Speaking to a Commencement crowd of more than 25,000, FBI Director Louis J. Freeh reflected on the character and integrity of young Americans, from those soldiers who fought at D-Day 55 years ago to those UD graduates sitting on the field of Delaware Stadium May 29. Freeh urged the graduates beginning their new careers to keep in mind qualities of citizenship, patriotism, character and honesty--basic core values "which have guided you well to this day and which will keep our country strong and free in the years to come." Alumni delegates from the classes of 1930s through 1998 opened the ceremony, representing the more than 100,000 living alumni of the University. Several members of the Class of 1949, marching with the group, celebrated 50 years as alumni.

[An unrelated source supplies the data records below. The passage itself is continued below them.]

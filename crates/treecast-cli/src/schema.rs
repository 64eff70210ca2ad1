//! Schema files declaring the classes a document is mapped onto.
//!
//! A schema is a TOML file with three optional sections:
//!
//! ```toml
//! interfaces = ["Animal"]
//!
//! [classes.Point]
//! parameters = [
//!     { name = "x", type = "int" },
//!     { name = "y", type = "int", default = 0 },
//! ]
//!
//! [classes.Money]
//! attributes = [{ kind = "factory", method = "of" }]
//! factories.of = [{ name = "amount", type = "float" }]
//!
//! [enums.Suit]
//! cases = [{ name = "Hearts", value = "H" }, { name = "Spades", value = "S" }]
//! ```
//!
//! Classes without a constructor body are built as plain objects holding
//! their mapped arguments.

use std::{
    collections::{BTreeMap, BTreeSet},
    fs,
    path::{Path, PathBuf},
};

use log::debug;
use serde::Deserialize;
use serde_json::Value as JsonValue;
use thiserror::Error;

use treecast::{
    TreecastError,
    registry::{ClassDeclaration, ClassRegistry, ParameterDeclaration},
    types::EnumCase,
    value::Value,
};
use treecast_core::definition::Attribute;

/// Schema-related errors for CLI
#[derive(Debug, Error)]
pub enum SchemaError {
    #[error("Failed to parse schema {path}: {reason}")]
    Parse { path: PathBuf, reason: String },

    #[error("Symbol `{0}` is declared more than once")]
    Duplicate(String),
}

impl From<SchemaError> for TreecastError {
    fn from(err: SchemaError) -> Self {
        TreecastError::Config(err.to_string())
    }
}

/// The declarations of a schema file.
#[derive(Debug, Default, Deserialize)]
#[serde(deny_unknown_fields)]
pub struct Schema {
    #[serde(default)]
    classes: BTreeMap<String, ClassSchema>,
    #[serde(default)]
    interfaces: Vec<String>,
    #[serde(default)]
    enums: BTreeMap<String, EnumSchema>,
}

#[derive(Debug, Default, Deserialize)]
#[serde(default, deny_unknown_fields)]
struct ClassSchema {
    templates: Vec<String>,
    parameters: Vec<ParameterSchema>,
    attributes: Vec<Attribute>,
    factories: BTreeMap<String, Vec<ParameterSchema>>,
    #[serde(rename = "abstract")]
    is_abstract: bool,
}

#[derive(Debug, Deserialize)]
#[serde(deny_unknown_fields)]
struct ParameterSchema {
    name: String,
    #[serde(rename = "type")]
    ty: String,
    #[serde(default)]
    default: Option<JsonValue>,
    #[serde(default)]
    attributes: Vec<Attribute>,
}

impl ParameterSchema {
    fn into_declaration(self) -> ParameterDeclaration {
        let mut parameter = ParameterDeclaration::new(self.name, self.ty);
        if let Some(default) = self.default {
            parameter = parameter.with_default(Value::from_json(&default));
        }
        self.attributes
            .into_iter()
            .fold(parameter, ParameterDeclaration::with_attribute)
    }
}

#[derive(Debug, Deserialize)]
#[serde(deny_unknown_fields)]
struct EnumSchema {
    cases: Vec<EnumCase>,
}

impl Schema {
    /// Parse a schema from TOML text.
    ///
    /// # Errors
    ///
    /// Returns [`SchemaError::Parse`] for malformed TOML or unknown fields.
    pub fn parse(path: &Path, content: &str) -> Result<Self, SchemaError> {
        toml::from_str(content).map_err(|e| SchemaError::Parse {
            path: path.to_path_buf(),
            reason: e.to_string(),
        })
    }

    /// Load a schema file.
    ///
    /// # Errors
    ///
    /// Returns [`TreecastError::Io`] if the file cannot be read and
    /// [`TreecastError::Config`] if it is not a valid schema.
    pub fn load(path: impl AsRef<Path>) -> Result<Self, TreecastError> {
        let path = path.as_ref();
        let content = fs::read_to_string(path)?;
        Ok(Self::parse(path, &content)?)
    }

    /// Register every declaration of the schema.
    ///
    /// # Errors
    ///
    /// Returns [`SchemaError::Duplicate`] if a name is declared as two
    /// different kinds of symbol.
    pub fn into_registry(self) -> Result<ClassRegistry, SchemaError> {
        let mut names = BTreeSet::new();
        let declared = self
            .classes
            .keys()
            .chain(self.enums.keys())
            .chain(self.interfaces.iter());
        for name in declared {
            if !names.insert(name.as_str()) {
                return Err(SchemaError::Duplicate(name.clone()));
            }
        }
        debug!(
            classes = self.classes.len(),
            interfaces = self.interfaces.len(),
            enums = self.enums.len();
            "Schema loaded"
        );

        let mut registry = ClassRegistry::new();
        for (name, class) in self.classes {
            registry = registry.with_class(class.into_declaration(name));
        }
        for name in self.interfaces {
            registry = registry.with_interface(name);
        }
        for (name, schema) in self.enums {
            registry = registry.with_enum(name, schema.cases);
        }
        Ok(registry)
    }
}

impl ClassSchema {
    fn into_declaration(self, name: String) -> ClassDeclaration {
        let mut class = ClassDeclaration::new(name).with_templates(self.templates);
        for parameter in self.parameters {
            class = class.with_parameter(parameter.into_declaration());
        }
        for attribute in self.attributes {
            class = class.with_attribute(attribute);
        }
        for (method, parameters) in self.factories {
            let parameters = parameters
                .into_iter()
                .map(ParameterSchema::into_declaration)
                .collect();
            class = class.with_plain_factory(method, parameters);
        }
        if self.is_abstract {
            class = class.not_instantiable();
        }
        class
    }
}

#[cfg(test)]
mod tests {
    use super::*;

    fn parse(content: &str) -> Result<Schema, SchemaError> {
        Schema::parse(Path::new("schema.toml"), content)
    }

    #[test]
    fn test_declarations_are_registered() {
        let registry = parse(
            r#"
            interfaces = ["Shape"]

            [classes.Point]
            parameters = [
                { name = "x", type = "int" },
                { name = "y", type = "int", default = 0 },
            ]

            [classes.Circle]
            parameters = [{ name = "radius", type = "positive-int" }]

            [enums.Suit]
            cases = [{ name = "Hearts", value = "H" }, { name = "Spades" }]
            "#,
        )
        .unwrap()
        .into_registry()
        .unwrap();

        assert_eq!(registry.len(), 4);
        assert!(registry.class("Point").is_some());
        assert!(registry.class("Shape").is_none());
    }

    #[test]
    fn test_attributes_are_tagged_by_kind() {
        let schema = parse(
            r#"
            [classes.Money]
            attributes = [{ kind = "factory", method = "of" }]
            factories.of = [
                { name = "amount", type = "float", attributes = [{ kind = "transform", name = "trim" }] },
            ]
            "#,
        )
        .unwrap();

        let money = &schema.classes["Money"];
        assert_eq!(
            money.attributes,
            [Attribute::Factory {
                method: "of".to_string()
            }]
        );
        assert_eq!(money.factories["of"][0].attributes.len(), 1);
    }

    #[test]
    fn test_duplicate_symbol_is_rejected() {
        let err = parse(
            r#"
            interfaces = ["Point"]

            [classes.Point]
            "#,
        )
        .unwrap()
        .into_registry()
        .unwrap_err();

        assert_eq!(err.to_string(), "Symbol `Point` is declared more than once");
    }

    #[test]
    fn test_unknown_field_is_a_parse_error() {
        let err = parse("[classes.Point]\nparams = []").unwrap_err();

        assert!(matches!(err, SchemaError::Parse { .. }));
    }
}
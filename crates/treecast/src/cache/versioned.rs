use std::sync::Arc;

use treecast_core::definition::ClassDefinition;

use crate::cache::DefinitionCache;

/// Prefixes every key with a version token.
///
/// Entries written under another version are never read again. They are
/// not evicted either.
#[derive(Debug)]
pub struct VersionedCache<C> {
    version: String,
    inner: C,
}

impl<C: DefinitionCache> VersionedCache<C> {
    pub fn new(version: impl Into<String>, inner: C) -> Self {
        Self {
            version: version.into(),
            inner,
        }
    }

    pub fn version(&self) -> &str {
        &self.version
    }

    fn key(&self, key: &str) -> String {
        format!("{}.{key}", self.version)
    }
}

impl<C: DefinitionCache> DefinitionCache for VersionedCache<C> {
    fn get(&self, key: &str) -> Option<Arc<ClassDefinition>> {
        self.inner.get(&self.key(key))
    }

    fn set(&self, key: &str, definition: &Arc<ClassDefinition>) {
        self.inner.set(&self.key(key), definition);
    }

    fn clear(&self) {
        self.inner.clear();
    }
}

Also, during the ceremony, five seniors were recognized by Delaware Gov. Thomas R. Carper for achieving the highest cumulative grade index in full-time study: Farah Haq of Syracuse, N.Y.; Mark Christopher Messina (shown above with Gov. Carper) of Wilmington, Del.; Walt Roshon of Smyrna, Del.; Tamala Marie Stigile of Wilmington, Del.; and Elizabeth Kristine Turner of Birdsboro, Pa. Mindy Weller, president of the senior class, presented President David P. Roselle with the largest senior class gift in the University's history--more than $173,000--as the result of an unprecedented fund-raising campaign.

"Believe in yourself" was the advice Charles Lewis gave the members of the Class of 1998 at Winter Commencement held Jan. 9 in the Bob Carpenter Sports/Convocation Center on the Newark campus.

Lewis, a 1975 UD graduate, is the founder and executive director of the Center for Public Integrity, a nonprofit, nonpartisan research organization in Washington, D.C., that concentrates on ethics and public service issues.

"I say 'believe in yourself' because you must be strong and have a clear sense of direction about where you want to be--or at least where you don't want to be--or you'll be swept away in the currents," Lewis said. He urged the graduates to "help break the cycle of cynicism and distrust in this country and hold our public officials more accountable to the truth about those crucial issues that affect our daily lives. Only then can we possibly contemplate a government truly of the people, by the people and for the people."

Also at the ceremony, Edmund N. Carpenter II of Greenville, Del., was awarded an honorary doctor of laws degree. Carpenter, a former president of the Delaware Bar Association and the American Judicature Society, was cited as "a treasured friend of the First State [who has] made the pursuit and attainment of justice your life's work and have, thereby, enriched countless lives in the state of Delaware, the region and the nation." Carpenter is retired from the Wilmington firm of Richards, Layton & Finger.